Is your cat or dog continuously itching and scratching due to flea infestation? Are the irritating little insects finding their way from Rover and Fluffy into your carpets, or worse, onto your skin? Before you run out and obtain another round of flea-killing toxic chemicals, you might want to consider some less harmful natural alternatives.

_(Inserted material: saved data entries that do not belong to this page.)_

use chrono::{DateTime, Utc};

use crate::application::app_error::{AppError, AppResult};
use crate::domain::entities::avatar::Avatar;
use crate::domain::entities::id::Id;
use crate::domain::entities::user::User;

pub const DEFAULT_PROFILE_NAME: &str = "default";

#[derive(Debug, Clone)]
pub struct Profile {
    pub id: Id<Profile>,
    pub user_id: Id<User>,
    pub name: String,
    pub summary: Option<String>,
    pub details: Option<String>,
    pub avatar_id: Option<Id<Avatar>>,
    pub created_at: DateTime<Utc>,
    pub updated_at: DateTime<Utc>,
}

impl Profile {
    pub fn new(user_id: Id<User>, name: String) -> Self {
        let now = Utc::now();
        Self {
            id: Id::generate(),
            user_id,
            name,
            summary: None,
            details: None,
            avatar_id: None,
            created_at: now,
            updated_at: now,
        }
    }

    /// Empty profile created for every user on sign-up.
    pub fn default_for(user_id: Id<User>) -> Self {
        Self::new(user_id, DEFAULT_PROFILE_NAME.to_string())
    }

    /// Single ownership gate for every profile mutation.
    pub fn authorize(profile: Option<Profile>, user_id: &Id<User>) -> AppResult<Profile> {
        let profile = profile.ok_or(AppError::ProfileNotFound)?;
        if profile.user_id != *user_id {
            return Err(AppError::AccessDenied);
        }
        Ok(profile)
    }

    /// Overwrites scalars only with non-empty values.
    pub fn merge_scalars(&mut self, name: Option<String>, summary: Option<String>, details: Option<String>) {
        if let Some(name) = non_empty(name) {
            self.name = name;
        }
        if let Some(summary) = non_empty(summary) {
            self.summary = Some(summary);
        }
        if let Some(details) = non_empty(details) {
            self.details = Some(details);
        }
        self.updated_at = Utc::now();
    }
}

fn non_empty(value: Option<String>) -> Option<String> {
    value.filter(|v| !v.is_empty())
}
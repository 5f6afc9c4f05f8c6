use serde::{Deserialize, Serialize};

#[derive(Debug, Clone, Serialize, Deserialize)]
pub struct DatabaseConfig {
    pub url: String,
    pub max_connections: usize,
}

fn default_log_level() -> String {
    "info".to_string()
}

#[derive(Debug, Clone, Serialize, Deserialize)]
pub struct LoggerConfig {
    pub log_path: String,
    /// `EnvFilter` directive for the console layer.
    #[serde(default = "default_log_level")]
    pub level: String,
}

#[derive(Debug, Clone, Serialize, Deserialize)]
pub struct ApplicationConfig {
    pub allow_origins: Vec<String>,
    pub address: String,
}

fn default_algorithm() -> String {
    "HS256".to_string()
}

#[derive(Debug, Clone, Serialize, Deserialize)]
pub struct AuthConfig {
    pub access_secret: String,
    pub refresh_secret: String,
    #[serde(default = "default_algorithm")]
    pub algorithm: String,
    /// Seconds.
    pub access_ttl: i64,
    /// Seconds.
    pub refresh_ttl: i64,
}

fn default_jwks_cache_ttl() -> u64 {
    3_600
}

#[derive(Debug, Clone, Serialize, Deserialize)]
pub struct IdentityConfig {
    pub google_client_id: String,
    pub jwks_url: String,
    pub issuers: Vec<String>,
    /// Seconds a fetched key set is trusted before it is refetched.
    #[serde(default = "default_jwks_cache_ttl")]
    pub jwks_cache_ttl: u64,
}

#[derive(Debug, Clone, Serialize, Deserialize)]
pub struct AppConfig {
    pub db: DatabaseConfig,
    pub logger: LoggerConfig,
    pub application: ApplicationConfig,
    pub auth: AuthConfig,
    pub identity: IdentityConfig,
}

impl AppConfig {
    pub fn from_file<P: AsRef<std::path::Path>>(path: P) -> anyhow::Result<AppConfig> {
        let contents = std::fs::read_to_string(path)?;
        let config = toml::from_str(&contents)?;
        Ok(config)
    }
}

Synthetic pesticides may do the job, but can be lethal to pets (and the children who play with them) as well as to the fleas they are intended to kill. The chemicals can be absorbed into the pet?s (or child?s) skin, and in turn, into the bloodstream. The most generally used synthetic flea killers can cause convulsions and respiratory problems, and long-term management can even result in kidney failure in your pets. These are serious risks ? but they can be avoided by employing some natural flea-control measures.

The first step is to know your adversary. Fleas can be a major nuisance, and can be quite complicated to get rid of ? they cannot even be killed by freezing temperatures. Their legs are so powerful that they can jump nine inches into the air ? making pet-to-pet or floor-to-pet leaps all too unproblematic. Fleas feed on the blood of your cats and dogs, but they spend most of their time away from your animals, laying their eggs in shady places in your house (such as floor cracks) – which is why your first line of defense is in and around your home.

There is a somewhat new flea control method accessible for use in your yard – it is a spray made from freeze dried worms or nematodes which are natural flea predators. The worms are reconstituted and sprayed in outdoor areas around your house. A popular brand name is Interrupt, which can be purchased from many veterinarians.

Another outdoor flea repellent is diatomaceous earth (a kind of fossilized algae). It clings to the flea?s shell and eventually penetrates the coating, causing it to die of dehydration. (You?ll want to use food grade diatomaceous earth, not the type used in swimming pool filters.) It can be spread around your yard with a garden spreader, and can also be rubbed into your pet?s coat and sprinkled on his bedding.

Special attention should be given to areas inside the house as well. Your pet?s bedding must be washed often, and tumbled dry in a hot dryer to kill fleas. It is important to vacuum floors often, paying special awareness to the dark, damp areas where fleas love to lay eggs. Remember to dispose of the vacuum bag at once, otherwise eggs can hatch and re-infect your home.

Boric acid powder can be sprinkled onto clean carpets to keep fleas at bay (but test a little area of your carpet first, to make sure it is colorfast). Boric acid compounds are available commercially, specially for flea control purposes. There are natural treatments which can be applied directly to your pet?s coat, without any chemical side effects.

I would like to recommend you to buy Advantage flea control for dogs to treat your dog or Advantage flea for cats to treat your cat from flea infestation.

Find useful ideas about house training dogs – welcome to your personal knowledge pack.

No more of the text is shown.